• _What you need to do_:
Please say how many lines in the records below contain the word "decide". Give the number and nothing more.

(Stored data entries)
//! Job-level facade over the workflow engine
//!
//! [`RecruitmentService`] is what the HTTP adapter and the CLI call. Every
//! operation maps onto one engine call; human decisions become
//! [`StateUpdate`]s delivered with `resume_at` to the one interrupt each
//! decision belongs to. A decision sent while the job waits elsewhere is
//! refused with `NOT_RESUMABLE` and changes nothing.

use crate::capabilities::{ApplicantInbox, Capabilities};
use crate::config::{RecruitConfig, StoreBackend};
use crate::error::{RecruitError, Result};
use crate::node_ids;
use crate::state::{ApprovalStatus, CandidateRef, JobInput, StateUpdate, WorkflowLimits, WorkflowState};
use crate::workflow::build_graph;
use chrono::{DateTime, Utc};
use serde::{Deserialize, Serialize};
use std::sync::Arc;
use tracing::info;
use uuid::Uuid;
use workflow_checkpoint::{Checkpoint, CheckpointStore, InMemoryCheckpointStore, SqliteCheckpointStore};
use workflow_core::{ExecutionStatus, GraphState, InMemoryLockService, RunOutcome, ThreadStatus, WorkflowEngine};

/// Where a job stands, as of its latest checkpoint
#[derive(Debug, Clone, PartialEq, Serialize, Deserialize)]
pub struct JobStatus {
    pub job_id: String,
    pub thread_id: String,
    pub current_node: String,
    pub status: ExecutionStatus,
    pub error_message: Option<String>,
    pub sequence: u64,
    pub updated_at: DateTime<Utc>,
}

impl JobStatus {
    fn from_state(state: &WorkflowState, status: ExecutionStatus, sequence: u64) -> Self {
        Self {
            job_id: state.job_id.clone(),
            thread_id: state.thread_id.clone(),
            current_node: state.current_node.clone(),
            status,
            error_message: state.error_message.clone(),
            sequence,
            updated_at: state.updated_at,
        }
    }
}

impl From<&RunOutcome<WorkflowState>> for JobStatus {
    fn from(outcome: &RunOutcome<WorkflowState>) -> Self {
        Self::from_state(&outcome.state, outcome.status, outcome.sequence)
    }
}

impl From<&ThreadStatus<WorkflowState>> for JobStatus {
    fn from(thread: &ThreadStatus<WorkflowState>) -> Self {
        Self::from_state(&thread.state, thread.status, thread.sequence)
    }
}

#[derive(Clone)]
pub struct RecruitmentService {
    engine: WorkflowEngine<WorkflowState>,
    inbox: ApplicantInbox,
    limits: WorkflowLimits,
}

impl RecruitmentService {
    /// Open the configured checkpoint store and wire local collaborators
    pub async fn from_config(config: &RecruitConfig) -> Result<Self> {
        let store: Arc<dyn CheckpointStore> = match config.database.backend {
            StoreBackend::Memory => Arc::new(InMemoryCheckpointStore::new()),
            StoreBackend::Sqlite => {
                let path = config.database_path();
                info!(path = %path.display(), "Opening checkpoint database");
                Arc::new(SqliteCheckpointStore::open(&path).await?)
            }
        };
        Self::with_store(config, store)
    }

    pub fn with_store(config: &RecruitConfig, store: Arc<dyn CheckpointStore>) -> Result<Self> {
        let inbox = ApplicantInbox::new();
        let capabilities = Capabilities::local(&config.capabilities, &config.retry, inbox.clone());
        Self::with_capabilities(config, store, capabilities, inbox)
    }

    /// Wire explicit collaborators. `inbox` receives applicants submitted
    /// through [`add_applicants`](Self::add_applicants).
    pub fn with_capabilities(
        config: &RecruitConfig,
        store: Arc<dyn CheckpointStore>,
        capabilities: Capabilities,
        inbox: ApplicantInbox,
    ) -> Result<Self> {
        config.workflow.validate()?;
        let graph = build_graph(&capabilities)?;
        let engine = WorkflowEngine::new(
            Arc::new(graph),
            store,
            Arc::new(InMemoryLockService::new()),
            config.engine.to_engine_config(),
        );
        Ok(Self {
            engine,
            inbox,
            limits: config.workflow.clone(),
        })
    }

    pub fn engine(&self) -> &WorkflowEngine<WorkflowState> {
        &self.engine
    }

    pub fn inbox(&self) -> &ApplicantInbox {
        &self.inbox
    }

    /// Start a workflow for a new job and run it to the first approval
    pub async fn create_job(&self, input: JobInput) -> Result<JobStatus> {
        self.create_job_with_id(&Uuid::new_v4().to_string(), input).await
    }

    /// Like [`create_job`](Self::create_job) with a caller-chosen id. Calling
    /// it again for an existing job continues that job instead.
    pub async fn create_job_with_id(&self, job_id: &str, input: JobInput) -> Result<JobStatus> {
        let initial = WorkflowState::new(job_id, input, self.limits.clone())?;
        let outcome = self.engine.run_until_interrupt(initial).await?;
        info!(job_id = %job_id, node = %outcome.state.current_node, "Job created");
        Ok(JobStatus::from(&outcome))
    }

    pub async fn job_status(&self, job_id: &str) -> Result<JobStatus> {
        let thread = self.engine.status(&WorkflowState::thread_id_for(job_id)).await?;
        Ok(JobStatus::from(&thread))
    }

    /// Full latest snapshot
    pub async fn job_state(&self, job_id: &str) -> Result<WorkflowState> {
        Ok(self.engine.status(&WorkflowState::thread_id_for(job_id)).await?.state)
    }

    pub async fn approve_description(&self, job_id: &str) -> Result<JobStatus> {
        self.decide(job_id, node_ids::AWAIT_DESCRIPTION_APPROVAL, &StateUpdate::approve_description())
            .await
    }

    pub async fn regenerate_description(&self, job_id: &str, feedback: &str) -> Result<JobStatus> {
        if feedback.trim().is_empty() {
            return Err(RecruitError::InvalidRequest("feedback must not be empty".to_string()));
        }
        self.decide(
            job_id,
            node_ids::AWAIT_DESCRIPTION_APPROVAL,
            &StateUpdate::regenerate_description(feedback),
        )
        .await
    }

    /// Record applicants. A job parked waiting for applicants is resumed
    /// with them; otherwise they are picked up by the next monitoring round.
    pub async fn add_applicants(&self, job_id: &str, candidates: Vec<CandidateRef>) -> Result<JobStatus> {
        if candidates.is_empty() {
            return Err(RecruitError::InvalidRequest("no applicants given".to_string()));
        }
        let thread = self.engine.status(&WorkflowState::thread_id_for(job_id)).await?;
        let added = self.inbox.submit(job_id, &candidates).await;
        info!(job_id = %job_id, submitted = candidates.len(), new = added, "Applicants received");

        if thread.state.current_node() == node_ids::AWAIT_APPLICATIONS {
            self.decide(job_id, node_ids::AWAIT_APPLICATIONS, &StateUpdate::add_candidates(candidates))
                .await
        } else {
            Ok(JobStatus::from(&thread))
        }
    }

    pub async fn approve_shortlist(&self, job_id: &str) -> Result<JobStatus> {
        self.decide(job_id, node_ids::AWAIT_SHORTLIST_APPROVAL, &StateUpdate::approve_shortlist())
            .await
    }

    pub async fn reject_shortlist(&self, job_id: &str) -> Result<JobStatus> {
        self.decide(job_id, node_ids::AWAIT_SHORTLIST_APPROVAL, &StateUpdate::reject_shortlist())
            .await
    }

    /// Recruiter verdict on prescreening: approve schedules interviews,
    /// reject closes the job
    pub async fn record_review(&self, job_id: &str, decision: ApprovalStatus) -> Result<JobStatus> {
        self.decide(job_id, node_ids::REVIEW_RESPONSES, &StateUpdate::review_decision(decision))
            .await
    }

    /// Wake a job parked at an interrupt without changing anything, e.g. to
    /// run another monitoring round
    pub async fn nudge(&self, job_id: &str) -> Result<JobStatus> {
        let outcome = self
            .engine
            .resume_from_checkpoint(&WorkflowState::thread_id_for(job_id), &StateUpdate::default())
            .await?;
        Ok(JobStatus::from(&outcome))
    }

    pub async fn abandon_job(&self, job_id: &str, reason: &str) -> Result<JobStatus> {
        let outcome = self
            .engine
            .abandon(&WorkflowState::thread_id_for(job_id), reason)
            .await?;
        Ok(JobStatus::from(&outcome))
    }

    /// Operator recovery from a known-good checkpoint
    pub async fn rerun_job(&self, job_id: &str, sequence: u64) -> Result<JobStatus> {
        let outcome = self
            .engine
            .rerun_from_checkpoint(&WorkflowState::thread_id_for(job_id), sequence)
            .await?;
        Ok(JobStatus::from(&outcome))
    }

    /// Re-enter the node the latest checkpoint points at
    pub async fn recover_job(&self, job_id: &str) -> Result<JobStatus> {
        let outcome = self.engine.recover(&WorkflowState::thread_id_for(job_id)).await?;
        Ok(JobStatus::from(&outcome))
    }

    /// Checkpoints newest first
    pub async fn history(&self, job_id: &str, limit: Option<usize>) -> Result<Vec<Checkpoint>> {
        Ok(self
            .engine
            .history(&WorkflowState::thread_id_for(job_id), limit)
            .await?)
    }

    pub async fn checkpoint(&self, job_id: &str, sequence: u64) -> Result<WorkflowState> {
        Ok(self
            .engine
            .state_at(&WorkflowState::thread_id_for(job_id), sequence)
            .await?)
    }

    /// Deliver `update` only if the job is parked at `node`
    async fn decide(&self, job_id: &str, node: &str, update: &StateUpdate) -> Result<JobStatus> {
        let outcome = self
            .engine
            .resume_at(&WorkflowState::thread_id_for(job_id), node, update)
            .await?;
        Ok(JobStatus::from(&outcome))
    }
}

---

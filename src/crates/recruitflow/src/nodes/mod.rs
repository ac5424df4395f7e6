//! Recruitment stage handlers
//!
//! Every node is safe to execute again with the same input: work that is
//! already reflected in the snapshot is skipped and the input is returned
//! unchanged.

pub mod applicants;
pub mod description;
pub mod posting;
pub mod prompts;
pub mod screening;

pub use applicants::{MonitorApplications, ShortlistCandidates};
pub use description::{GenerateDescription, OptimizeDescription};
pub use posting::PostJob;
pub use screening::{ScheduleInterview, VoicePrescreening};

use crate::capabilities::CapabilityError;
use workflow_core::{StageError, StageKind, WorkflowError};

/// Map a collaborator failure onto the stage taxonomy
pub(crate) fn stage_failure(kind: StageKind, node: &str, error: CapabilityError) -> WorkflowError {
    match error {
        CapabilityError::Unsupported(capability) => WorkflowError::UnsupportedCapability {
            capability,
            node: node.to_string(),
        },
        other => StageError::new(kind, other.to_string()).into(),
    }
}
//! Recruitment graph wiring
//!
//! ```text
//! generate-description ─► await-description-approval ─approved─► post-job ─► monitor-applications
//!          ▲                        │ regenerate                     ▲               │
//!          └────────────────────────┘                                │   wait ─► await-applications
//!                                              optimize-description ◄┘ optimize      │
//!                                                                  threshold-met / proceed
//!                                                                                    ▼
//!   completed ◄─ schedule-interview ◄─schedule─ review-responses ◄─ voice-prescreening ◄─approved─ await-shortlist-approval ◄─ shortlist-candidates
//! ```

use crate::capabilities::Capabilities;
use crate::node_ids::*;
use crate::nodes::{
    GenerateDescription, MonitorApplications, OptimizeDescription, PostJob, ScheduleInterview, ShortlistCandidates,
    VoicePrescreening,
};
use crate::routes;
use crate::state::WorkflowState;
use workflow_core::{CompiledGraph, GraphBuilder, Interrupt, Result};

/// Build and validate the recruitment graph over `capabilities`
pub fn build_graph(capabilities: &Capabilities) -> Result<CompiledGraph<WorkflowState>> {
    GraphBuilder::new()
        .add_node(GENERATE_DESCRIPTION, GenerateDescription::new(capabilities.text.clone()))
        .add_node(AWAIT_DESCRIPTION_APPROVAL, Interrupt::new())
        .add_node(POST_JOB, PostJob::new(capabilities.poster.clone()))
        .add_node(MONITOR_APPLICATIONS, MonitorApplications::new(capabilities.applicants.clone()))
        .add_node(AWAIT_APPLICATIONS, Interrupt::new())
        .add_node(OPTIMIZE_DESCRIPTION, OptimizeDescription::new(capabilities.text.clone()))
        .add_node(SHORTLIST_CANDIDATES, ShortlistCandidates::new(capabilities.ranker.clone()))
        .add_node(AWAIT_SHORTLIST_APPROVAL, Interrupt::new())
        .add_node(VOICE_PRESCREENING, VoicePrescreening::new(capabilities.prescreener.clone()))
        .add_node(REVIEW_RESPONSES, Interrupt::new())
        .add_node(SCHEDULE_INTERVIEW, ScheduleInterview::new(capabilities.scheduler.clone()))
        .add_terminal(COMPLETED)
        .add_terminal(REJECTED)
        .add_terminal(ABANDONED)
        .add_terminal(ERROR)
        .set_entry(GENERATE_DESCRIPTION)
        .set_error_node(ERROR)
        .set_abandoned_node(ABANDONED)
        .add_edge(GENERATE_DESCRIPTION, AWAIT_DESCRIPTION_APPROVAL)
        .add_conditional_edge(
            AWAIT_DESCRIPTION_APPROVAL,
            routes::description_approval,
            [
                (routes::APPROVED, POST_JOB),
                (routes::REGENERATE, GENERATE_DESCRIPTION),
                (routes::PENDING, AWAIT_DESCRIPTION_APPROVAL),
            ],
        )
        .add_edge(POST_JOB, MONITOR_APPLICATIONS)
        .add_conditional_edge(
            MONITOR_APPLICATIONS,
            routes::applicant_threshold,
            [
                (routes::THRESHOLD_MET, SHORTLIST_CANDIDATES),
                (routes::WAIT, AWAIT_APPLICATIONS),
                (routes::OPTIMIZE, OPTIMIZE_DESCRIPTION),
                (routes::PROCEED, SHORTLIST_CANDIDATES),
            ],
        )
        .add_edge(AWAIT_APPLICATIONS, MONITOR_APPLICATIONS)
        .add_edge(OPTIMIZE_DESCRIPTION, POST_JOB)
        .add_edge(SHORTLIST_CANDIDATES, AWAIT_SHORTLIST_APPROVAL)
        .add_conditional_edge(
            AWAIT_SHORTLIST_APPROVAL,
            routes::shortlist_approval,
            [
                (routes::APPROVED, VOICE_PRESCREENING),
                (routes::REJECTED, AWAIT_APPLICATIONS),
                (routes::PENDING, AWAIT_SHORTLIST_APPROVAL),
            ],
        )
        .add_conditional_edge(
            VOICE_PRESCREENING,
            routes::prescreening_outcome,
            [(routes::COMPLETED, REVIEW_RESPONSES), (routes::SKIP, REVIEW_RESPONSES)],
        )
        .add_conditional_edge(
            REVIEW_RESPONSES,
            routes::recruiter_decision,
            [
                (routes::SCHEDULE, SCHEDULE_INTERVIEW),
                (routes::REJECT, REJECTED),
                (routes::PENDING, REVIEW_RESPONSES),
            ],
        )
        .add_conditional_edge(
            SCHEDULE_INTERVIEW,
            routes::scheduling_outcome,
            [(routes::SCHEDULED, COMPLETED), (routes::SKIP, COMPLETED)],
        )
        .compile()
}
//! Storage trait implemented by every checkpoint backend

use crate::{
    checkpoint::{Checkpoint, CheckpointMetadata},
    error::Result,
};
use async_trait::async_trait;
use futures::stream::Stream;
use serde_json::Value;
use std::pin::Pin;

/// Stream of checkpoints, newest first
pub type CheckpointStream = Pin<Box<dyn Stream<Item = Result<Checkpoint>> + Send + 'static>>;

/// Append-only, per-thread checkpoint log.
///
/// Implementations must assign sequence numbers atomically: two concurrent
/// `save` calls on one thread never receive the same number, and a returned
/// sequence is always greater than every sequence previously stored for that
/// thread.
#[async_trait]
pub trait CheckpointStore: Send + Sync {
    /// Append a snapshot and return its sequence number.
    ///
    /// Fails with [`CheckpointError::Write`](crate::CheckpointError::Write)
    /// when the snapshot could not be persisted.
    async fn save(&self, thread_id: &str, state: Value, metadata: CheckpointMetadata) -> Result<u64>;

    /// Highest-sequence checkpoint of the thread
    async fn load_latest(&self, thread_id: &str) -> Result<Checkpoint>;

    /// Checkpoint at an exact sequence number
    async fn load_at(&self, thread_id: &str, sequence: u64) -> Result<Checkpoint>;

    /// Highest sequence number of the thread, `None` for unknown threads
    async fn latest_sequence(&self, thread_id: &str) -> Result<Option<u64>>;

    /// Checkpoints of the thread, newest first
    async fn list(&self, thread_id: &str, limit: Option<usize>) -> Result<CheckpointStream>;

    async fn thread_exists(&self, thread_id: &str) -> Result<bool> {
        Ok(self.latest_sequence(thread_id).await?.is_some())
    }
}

• _Result below_:
7